ISABEL PAGLIAI: FANTASY (2025) - NEW DIRECTORS/NEW FILMS

The musings of a young woman, young man in the background

This quiet, artisanal French effort exhibits the French taste for voiceovers. Most of it is a portrait of a young woman. She is plain, unadorned, but voluble and open about herself, and apparently a budding writer or diarist. There are images of a notebook held open, full of handwriting, presumably hers. A smaller notebook appears later containing her pensées. Toward the end, she recalls an unpleasant coupling, possibly her first sexual experience, consisting of anal intercourse after she is invited into a man's room when she is quite drunk. Before that, she has described at some length how she masturbates.

Louise, the girl's name, is seen first soaking in a bathtub and musing. There's a witty shot of the bidet in which her calico cat reposes, seemingly putting on different expressions to go with the thoughts of her talkative mistress.

Once dressed, with her plain black hair and crew neck outfit Louise resembles an eastern college girl of the fifties. The intense color of the cinematography makes her skin look a bit blotchy, but she has big white perfect teeth, seen several times when she smiles, and when she laughs uproariously toward the end of the film at the humorous, melodramatic musings - offscreen again - of Thomas.

Now who is Thomas? At first we don't know, but it's his voice that alternates, voice-off, with that of Louise, partly also reading from her diary. The director teases us with Thomas, making him only a voice for half the film, then keeping him often in the shadows, and never letting him revel in his own personal musings as Louise gets to do.

In notes about the film on Facebook, we learn that Thomas has found Louise's notebook on a train and been entranced by her as " a young woman caught between ghosts and fantasies." Somehow thereafter he sought her out. Or perhaps she was right there on the train?

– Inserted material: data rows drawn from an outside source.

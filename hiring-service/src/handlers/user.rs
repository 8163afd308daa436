use axum::{extract::State, http::StatusCode, Json};
use chrono::{Duration, Utc};
use serde::{Deserialize, Serialize};
use service_core::error::AppError;
use uuid::Uuid;
use validator::Validate;

use super::auth::MessageResponse;
use crate::middleware::AuthUser;
use crate::models::{Gender, UserResponse, VerificationChannel, VerificationCode};
use crate::services::verification::{self, check_code, CodeRejection};
use crate::utils::validation::PHONE_RE;
use crate::utils::{hash_password, verify_password, Password, PasswordHashString, ValidatedJson};
use crate::AppState;

// ============================================================================
// Request DTOs
// ============================================================================

#[derive(Debug, Default, Deserialize, Validate)]
pub struct UpdateUserRequest {
    #[validate(email(message = "Invalid email address"))]
    pub email: Option<String>,
    #[validate(length(min = 2, max = 255, message = "full_name must be 2 to 255 characters"))]
    pub full_name: Option<String>,
    pub gender: Option<Gender>,
    #[validate(regex(path = *PHONE_RE, message = "Invalid mobile number"))]
    pub mobile_number: Option<String>,
}

#[derive(Debug, Deserialize, Validate)]
pub struct VerifyCodeRequest {
    #[validate(length(min = 1, max = 16, message = "code is required"))]
    pub code: String,
}

#[derive(Debug, Deserialize, Validate)]
pub struct ChangePasswordRequest {
    #[validate(length(min = 1, message = "current_password is required"))]
    pub current_password: String,
    #[validate(length(min = 8, message = "Password must be at least 8 characters"))]
    pub new_password: String,
}

// ============================================================================
// Handlers
// ============================================================================

fn user_not_found() -> AppError {
    AppError::NotFound(anyhow::anyhow!("User not found"))
}

/// GET /users/me
pub async fn get_me(
    State(state): State<AppState>,
    AuthUser(caller): AuthUser,
) -> Result<Json<UserResponse>, AppError> {
    let user = state
        .db
        .find_user_by_id(caller.id)
        .await?
        .ok_or_else(user_not_found)?;

    Ok(Json(user.sanitized()))
}

/// PATCH /users/me
pub async fn update_me(
    State(state): State<AppState>,
    AuthUser(caller): AuthUser,
    ValidatedJson(req): ValidatedJson<UpdateUserRequest>,
) -> Result<Json<UserResponse>, AppError> {
    let email = req.email.map(|e| e.to_lowercase());

    if email.is_some() || req.mobile_number.is_some() {
        let conflict = state
            .db
            .find_conflicting_user(caller.id, email.as_deref(), req.mobile_number.as_deref())
            .await?;
        if conflict.is_some() {
            return Err(AppError::Conflict(anyhow::anyhow!(
                "Email or mobile number already in use"
            )));
        }
    }

    let user = state
        .db
        .update_user_profile(
            caller.id,
            email.as_deref(),
            req.full_name.as_deref().map(str::trim),
            req.gender.map(|g| g.as_str()),
            req.mobile_number.as_deref(),
        )
        .await?
        .ok_or_else(user_not_found)?;

    Ok(Json(user.sanitized()))
}

/// POST /users/me/password
pub async fn change_password(
    State(state): State<AppState>,
    AuthUser(caller): AuthUser,
    ValidatedJson(req): ValidatedJson<ChangePasswordRequest>,
) -> Result<Json<MessageResponse>, AppError> {
    let user = state
        .db
        .find_user_by_id(caller.id)
        .await?
        .ok_or_else(user_not_found)?;

    verify_password(
        &Password::new(req.current_password),
        &PasswordHashString::new(user.password_hash),
    )
    .map_err(|_| AppError::BadRequest(anyhow::anyhow!("Current password is incorrect")))?;

    let new_hash = hash_password(&Password::new(req.new_password))?;
    state.db.update_password(caller.id, new_hash.as_str()).await?;

    tracing::info!(user_id = %caller.id, "Password changed");
    Ok(Json(MessageResponse {
        message: "Password updated successfully".to_string(),
    }))
}

#[derive(Debug, Serialize)]
pub struct CodeSentResponse {
    pub message: String,
    pub channel: VerificationChannel,
    pub expires_in: i64,
}

/// Issues a fresh code for `channel` to the address on the caller's profile.
async fn send_code(
    state: &AppState,
    caller_id: Uuid,
    channel: VerificationChannel,
) -> Result<(StatusCode, Json<CodeSentResponse>), AppError> {
    let user = state
        .db
        .find_user_by_id(caller_id)
        .await?
        .ok_or_else(user_not_found)?;

    if channel.is_verified(&user) {
        return Err(AppError::BadRequest(anyhow::anyhow!(
            "{} is already verified",
            channel.as_str()
        )));
    }

    let now = Utc::now();
    let recent = state
        .db
        .count_codes_sent_since(
            caller_id,
            channel,
            now - Duration::seconds(verification::SEND_WINDOW_SECONDS),
        )
        .await?;
    if recent >= verification::MAX_SENDS_PER_WINDOW {
        return Err(AppError::TooManyRequests(
            "Too many verification codes requested. Try again later.".to_string(),
            Some(verification::SEND_WINDOW_SECONDS as u64),
        ));
    }

    let code = verification::generate_code();
    let record = VerificationCode::new(
        caller_id,
        channel,
        channel.destination_of(&user).to_string(),
        verification::hash_code(&code),
        verification::expiry_from(now),
        verification::CODE_MAX_ATTEMPTS,
    );
    state.db.insert_verification_code(&record).await?;

    tracing::info!(
        user_id = %caller_id,
        code_id = %record.id,
        channel = channel.as_str(),
        "Verification code issued"
    );

    Ok((
        StatusCode::CREATED,
        Json(CodeSentResponse {
            message: "Verification code sent".to_string(),
            channel,
            expires_in: verification::CODE_EXPIRY_SECONDS,
        }),
    ))
}

/// Consumes the newest open code for `channel` and marks it verified.
async fn confirm_code(
    state: &AppState,
    caller_id: Uuid,
    channel: VerificationChannel,
    submitted: &str,
) -> Result<Json<UserResponse>, AppError> {
    let user = state
        .db
        .find_user_by_id(caller_id)
        .await?
        .ok_or_else(user_not_found)?;

    let record = state
        .db
        .find_latest_open_code(caller_id, channel)
        .await?
        .ok_or(CodeRejection::ExpiredOrMissing)?;

    let outcome = check_code(&record, channel.destination_of(&user), submitted, Utc::now());
    if outcome == Err(CodeRejection::Mismatch) {
        state.db.record_failed_code_attempt(record.id).await?;
    }
    if let Err(rejection) = outcome {
        tracing::warn!(
            user_id = %caller_id,
            code_id = %record.id,
            channel = channel.as_str(),
            reason = %rejection,
            "Verification code rejected"
        );
        return Err(rejection.into());
    }

    let user = state
        .db
        .consume_code_and_verify(record.id, caller_id, channel)
        .await?
        .ok_or(CodeRejection::ExpiredOrMissing)?;

    tracing::info!(user_id = %caller_id, channel = channel.as_str(), "Contact verified");
    Ok(Json(user.sanitized()))
}

/// POST /users/me/verify-email/send
pub async fn send_email_code(
    State(state): State<AppState>,
    AuthUser(caller): AuthUser,
) -> Result<(StatusCode, Json<CodeSentResponse>), AppError> {
    send_code(&state, caller.id, VerificationChannel::Email).await
}

/// POST /users/me/verify-mobile/send
pub async fn send_mobile_code(
    State(state): State<AppState>,
    AuthUser(caller): AuthUser,
) -> Result<(StatusCode, Json<CodeSentResponse>), AppError> {
    send_code(&state, caller.id, VerificationChannel::Mobile).await
}

/// POST /users/me/verify-email
pub async fn verify_email(
    State(state): State<AppState>,
    AuthUser(caller): AuthUser,
    ValidatedJson(req): ValidatedJson<VerifyCodeRequest>,
) -> Result<Json<UserResponse>, AppError> {
    confirm_code(&state, caller.id, VerificationChannel::Email, &req.code).await
}

/// POST /users/me/verify-mobile
pub async fn verify_mobile(
    State(state): State<AppState>,
    AuthUser(caller): AuthUser,
    ValidatedJson(req): ValidatedJson<VerifyCodeRequest>,
) -> Result<Json<UserResponse>, AppError> {
    confirm_code(&state, caller.id, VerificationChannel::Mobile, &req.code).await
}

#[cfg(test)]
mod tests {
    use super::*;

    #[test]
    fn partial_update_validates_present_fields_only() {
        assert!(UpdateUserRequest::default().validate().is_ok());

        let bad = UpdateUserRequest {
            mobile_number: Some("abc".to_string()),
            ..Default::default()
        };
        assert!(bad.validate().is_err());
    }

    #[test]
    fn verification_requires_a_code() {
        let missing = serde_json::from_value::<VerifyCodeRequest>(serde_json::json!({}));
        assert!(missing.is_err());

        let empty: VerifyCodeRequest =
            serde_json::from_value(serde_json::json!({"code": ""})).unwrap();
        assert!(empty.validate().is_err());

        let code: VerifyCodeRequest =
            serde_json::from_value(serde_json::json!({"code": "482913"})).unwrap();
        assert!(code.validate().is_ok());
    }
}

Thomas, anyway, provides somewhat sexless male backup and contrast. He is a dark young man with sharp, angular, somewhat poetic features. The word "Corsican" is mentioned. When Louise talks about a "philosophical friend" who gave her advice about her poetry-writing, he is very curious and finally when he asks "Is he Corsican?" she laughs and says yes. So maybe he is too.

Louise's color is blue. Thomas' color is red. She wears jeans and a b blue pullover; her wears a scarlet red shirt, dramatic against his dark skin. Midway in the film a third color appears in a multitude of shadows: the deep greens of a woods full of rich plants and tall dark trees where Louise and Thomas gambol about, amorous friends or sexless lovers. There is a stream, and another good shot is one of big smooth dark rocks: two lean handsome dogs leap up on them, and one dog remains, at attention as the shot is held.

The atmosphere this film creates is a nice one: generally peaceful. The ND/NF blurb describes Louise as "a young French girl whom director Isabel Pagliai met by chance," and describes the woods as "a symbolically fraught setting of play and contested innocence." Some viewers may be entranced by Louise, the woods, and Thomas. Thomas seems a little under-used, though, and you may feel that the relationship lacks elements, whether aesthetic, romantic, sexual, poetic, or philosophical, necessary to provide the intensity or the beauty that the images and monologues tantalizingly hint at. And all this is in the absence of the "normal" thoughts, background, and plot elements of, say, an Éric Rohmer film. Rohmer has famously been referred as like "watching paint dry," but his oeuvre winds up providing an immense amount of material to chew on.

But this is all about Louise. Toward the end, she takes over again with her recollection of being anally penetrated at the end of a drunken night. This time her words again are voice-off, because we don't see her. But instead we see a cascade of stills of people in odd costumes and odd poses, with lots of lipstick on their faces and pale skin. The images flash by at brain-numbing speed. It's an unusual sequence. But it leaves one somewhat cold. The Guardian review by Phuong Le ("A Modern Ophelia Swamped by Audiovisual Overwhelm") suggests that this assault may be made up by Louise, and that the cascade of images may be created by AI. If so, then a climactic moment is only Papier-mâché, though Lee takes an underwater moment as linking Louise with Ophelia.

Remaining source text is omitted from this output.